Я согласен был снимать здесь дачу, как бы плоха она не оказалась. Но все вышло удачней, чем ожидалось. И старый деревянный дом над рекой оказался еще справным, и живописна усадьба при нем с раскидистыми кронами яблонь, и покладиста хозяйка, предложившая без всяких околичностей:

– А чего вам снимать – покупайте дом, да и живите, дорого не возьму…

Пока не сделали мы этой покупки, пожалуй, не задумывался я, что значит для человека свой дом. Воспитанный в традициях коммуналок, уделом большинства моих сверстников, с детства считал я дом всего лишь необходимым, судьбой ниспосланным пристанищем. Быть может, тому способствовали частые переезды, связанные с работой отца, а потом и моей работой. На новом месте находилась новая квартира. Хорошо, если она была теплой и не слишком тесной. Если холодной и неуютной – тоже дело привычное: что есть, то есть.

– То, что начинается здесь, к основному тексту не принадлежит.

//! Startup benchmark service
//!
//! Exposes `POST /measure`, which creates a deployment and reports how long
//! it takes to answer its health check.

pub mod api;
pub mod config;
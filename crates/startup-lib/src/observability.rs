//! Observability for startup measurements
//!
//! Provides:
//! - Prometheus metrics (time to ready, time to address, probe attempts, run outcomes)
//! - Structured JSON logging of run events with tracing

use crate::error::MeasureError;
use crate::format::format_duration;
use crate::models::{AddressObservation, MeasurementReport, WorkloadSpec};
use prometheus::{register_histogram, register_int_counter_vec, Histogram, IntCounterVec};
use std::sync::OnceLock;
use std::time::Duration;
use tracing::{info, warn};

/// Histogram buckets for startup latencies (in seconds)
const STARTUP_BUCKETS: &[f64] = &[
    0.05, 0.1, 0.25, 0.5, 1.0, 2.0, 3.0, 5.0, 7.5, 10.0, 15.0, 30.0, 60.0, 120.0,
];

/// Buckets for the number of probe attempts per run
const ATTEMPT_BUCKETS: &[f64] = &[1.0, 2.0, 5.0, 10.0, 25.0, 50.0, 100.0, 250.0, 500.0, 1000.0];

/// Global metrics instance (registered once)
static GLOBAL_METRICS: OnceLock<StartupMetricsInner> = OnceLock::new();

struct StartupMetricsInner {
    time_to_ready_seconds: Histogram,
    time_to_address_seconds: Histogram,
    probe_attempts: Histogram,
    runs_total: IntCounterVec,
}

impl StartupMetricsInner {
    fn new() -> Self {
        Self {
            time_to_ready_seconds: register_histogram!(
                "startup_bench_time_to_ready_seconds",
                "Time from deployment create request to first healthy probe",
                STARTUP_BUCKETS.to_vec()
            )
            .expect("Failed to register time_to_ready_seconds"),

            time_to_address_seconds: register_histogram!(
                "startup_bench_time_to_address_seconds",
                "Time from deployment create request to pod address assignment",
                STARTUP_BUCKETS.to_vec()
            )
            .expect("Failed to register time_to_address_seconds"),

            probe_attempts: register_histogram!(
                "startup_bench_probe_attempts",
                "Health probe attempts needed per successful run",
                ATTEMPT_BUCKETS.to_vec()
            )
            .expect("Failed to register probe_attempts"),

            runs_total: register_int_counter_vec!(
                "startup_bench_runs_total",
                "Measurement runs by outcome",
                &["outcome"]
            )
            .expect("Failed to register runs_total"),
        }
    }
}

/// Handle to the process-wide measurement metrics
///
/// Clones share the same underlying Prometheus collectors.
#[derive(Clone)]
pub struct StartupMetrics {
    _private: (),
}

impl Default for StartupMetrics {
    fn default() -> Self {
        Self::new()
    }
}

impl StartupMetrics {
    pub fn new() -> Self {
        GLOBAL_METRICS.get_or_init(StartupMetricsInner::new);
        Self { _private: () }
    }

    fn inner(&self) -> &StartupMetricsInner {
        GLOBAL_METRICS.get_or_init(StartupMetricsInner::new)
    }

    /// Record a successful run
    pub fn observe_success(&self, report: &MeasurementReport) {
        let inner = self.inner();
        inner
            .time_to_ready_seconds
            .observe(report.startup_time.as_secs_f64());
        inner
            .time_to_address_seconds
            .observe(report.time_to_address.as_secs_f64());
        inner.probe_attempts.observe(report.probe_attempts as f64);
        inner.runs_total.with_label_values(&["success"]).inc();
    }

    /// Record a failed run
    pub fn observe_failure(&self, error: &MeasureError) {
        self.inner()
            .runs_total
            .with_label_values(&[error.kind().as_str()])
            .inc();
    }

    /// Number of runs recorded with the given outcome label
    pub fn runs(&self, outcome: &str) -> u64 {
        self.inner().runs_total.with_label_values(&[outcome]).get()
    }
}

/// Structured logger for run events
///
/// Every event carries a stable `event` field so log pipelines can pick out
/// samples without parsing messages.
#[derive(Clone)]
pub struct StructuredLogger {
    namespace: String,
}

impl StructuredLogger {
    pub fn new(namespace: impl Into<String>) -> Self {
        Self {
            namespace: namespace.into(),
        }
    }

    /// Log service startup
    pub fn log_startup(&self, version: &str, strategy: &str) {
        info!(
            event = "service_started",
            namespace = %self.namespace,
            version = %version,
            discovery = %strategy,
            "Startup benchmark service started"
        );
    }

    /// Log service shutdown
    pub fn log_shutdown(&self, reason: &str) {
        info!(
            event = "service_shutdown",
            namespace = %self.namespace,
            reason = %reason,
            "Startup benchmark service shutting down"
        );
    }

    /// Log an accepted create request
    pub fn log_workload_created(&self, spec: &WorkloadSpec, elapsed: Duration) {
        info!(
            event = "workload_created",
            namespace = %self.namespace,
            workload = %spec.name,
            image = %spec.image,
            elapsed = %format_duration(elapsed),
            "Deployment created successfully"
        );
    }

    /// Log the discovered address
    pub fn log_address(&self, workload: &str, observation: &AddressObservation, elapsed: Duration) {
        info!(
            event = "address_discovered",
            namespace = %self.namespace,
            workload = %workload,
            instance = %observation.instance,
            address = %observation.address,
            discovery = %observation.strategy,
            elapsed = %format_duration(elapsed),
            "Pod address discovered"
        );
    }

    /// Log a completed measurement
    pub fn log_completed(&self, report: &MeasurementReport) {
        info!(
            event = "measurement_completed",
            namespace = %self.namespace,
            workload = %report.workload,
            address = %report.address,
            discovery = %report.strategy,
            time_to_address = %format_duration(report.time_to_address),
            time_to_healthy = %format_duration(report.time_to_healthy()),
            startup_time = %format_duration(report.startup_time),
            startup_ms = report.startup_time.as_millis() as u64,
            probe_attempts = report.probe_attempts,
            "Total startup time"
        );
    }

    /// Log a failed measurement
    pub fn log_failed(&self, workload: &str, error: &MeasureError, elapsed: Duration) {
        warn!(
            event = "measurement_failed",
            namespace = %self.namespace,
            workload = %workload,
            kind = error.kind().as_str(),
            error = %error,
            elapsed = %format_duration(elapsed),
            "Startup measurement failed"
        );
    }
}
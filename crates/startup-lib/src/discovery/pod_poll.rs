//! Pod list polling discovery

use super::AddressResolver;
use crate::cluster::ClusterBackend;
use crate::error::MeasureError;
use crate::models::{AddressObservation, DiscoveryStrategy};
use async_trait::async_trait;
use std::sync::Arc;
use std::time::Duration;
use tokio_util::sync::CancellationToken;
use tracing::{debug, info, warn};

/// Lists pods matching the selector on a fixed cadence
///
/// List failures are treated as "no result yet"; the loop only ends on an
/// address or cancellation.
pub struct PodPollResolver {
    backend: Arc<dyn ClusterBackend>,
    interval: Duration,
}

impl PodPollResolver {
    pub fn new(backend: Arc<dyn ClusterBackend>, interval: Duration) -> Self {
        Self { backend, interval }
    }
}

#[async_trait]
impl AddressResolver for PodPollResolver {
    fn strategy(&self) -> DiscoveryStrategy {
        DiscoveryStrategy::PodPoll
    }

    async fn resolve_address(
        &self,
        selector: &str,
        cancel: &CancellationToken,
    ) -> Result<AddressObservation, MeasureError> {
        let mut polls = 0u64;

        loop {
            if cancel.is_cancelled() {
                return Err(MeasureError::Cancelled);
            }
            polls += 1;

            match self.backend.list_instances(selector).await {
                Ok(instances) => {
                    let assigned = instances
                        .iter()
                        .find_map(|i| i.usable_address().map(|a| (i, a)));

                    if let Some((instance, address)) = assigned {
                        info!(pod = %instance.name, address = %address, polls, "Pod IP assigned");
                        return Ok(AddressObservation {
                            address: address.to_string(),
                            instance: instance.name.clone(),
                            strategy: DiscoveryStrategy::PodPoll,
                        });
                    }
                    debug!(matching = instances.len(), polls, "No pod address yet");
                }
                Err(e) => {
                    warn!(selector = %selector, error = %e, polls, "Failed to list pods, retrying");
                }
            }

            tokio::select! {
                _ = cancel.cancelled() => return Err(MeasureError::Cancelled),
                _ = tokio::time::sleep(self.interval) => {}
            }
        }
    }
}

Сам дом олицетворял некую общность живущих в нем. Он сплачивал нас в трудные годы, когда нужда и лишения равняли всех. Он отдалял друг от друга, когда достаток стал вносить рознь. Кочевая жизнь приучила меня быстро сживаться с новой обителью, быстро знакомиться с соседями. И когда покидал это место, жалел, что расстаюсь со всем привычным, отлаженным, как будто оставлял там частицу самого себя.

И все же то был очередной наш дом, о котором заботилась некая коммунальная контора – уделом ее было прокручивать через себя все новые поколения постояльцев. Сам я был отчужден не только от забот о здоровье и долголетии нашего дома, но и от традиционных мужских хлопот о топливе, воде и бане. Так, вроде, и было задумано: облегчить быт горожанина. Облегчили. И это благо, бесспорно. Правда, никакой радиатор не заменит пляшущее пламя в печи, гулкое потрескивание поленьев, запах стелящегося от очага дыма, точно так же, как никакая водопроводная… Но не о том речь…

Только пожив годы в деревенском доме, стал ощущать его как живое существо со своим укладом и своим искони присущим ему духом, с обретенными хворями и лишь ему памятным прошлым, от которого остался в красном углу иконостас, вскоре сворованный, в матице – кольцо для люльки, на чердаке – старая деревянная утварь.

Свой дом – своя обитель, которую можешь ладить и прихорашивать на свой манер, по своему вкусу и разумению. Во все времена это было одним из самых наглядных способов самовыражения человека. А в условиях засилья ширпотреба и унификации всего, что окружает наш быт – особенно.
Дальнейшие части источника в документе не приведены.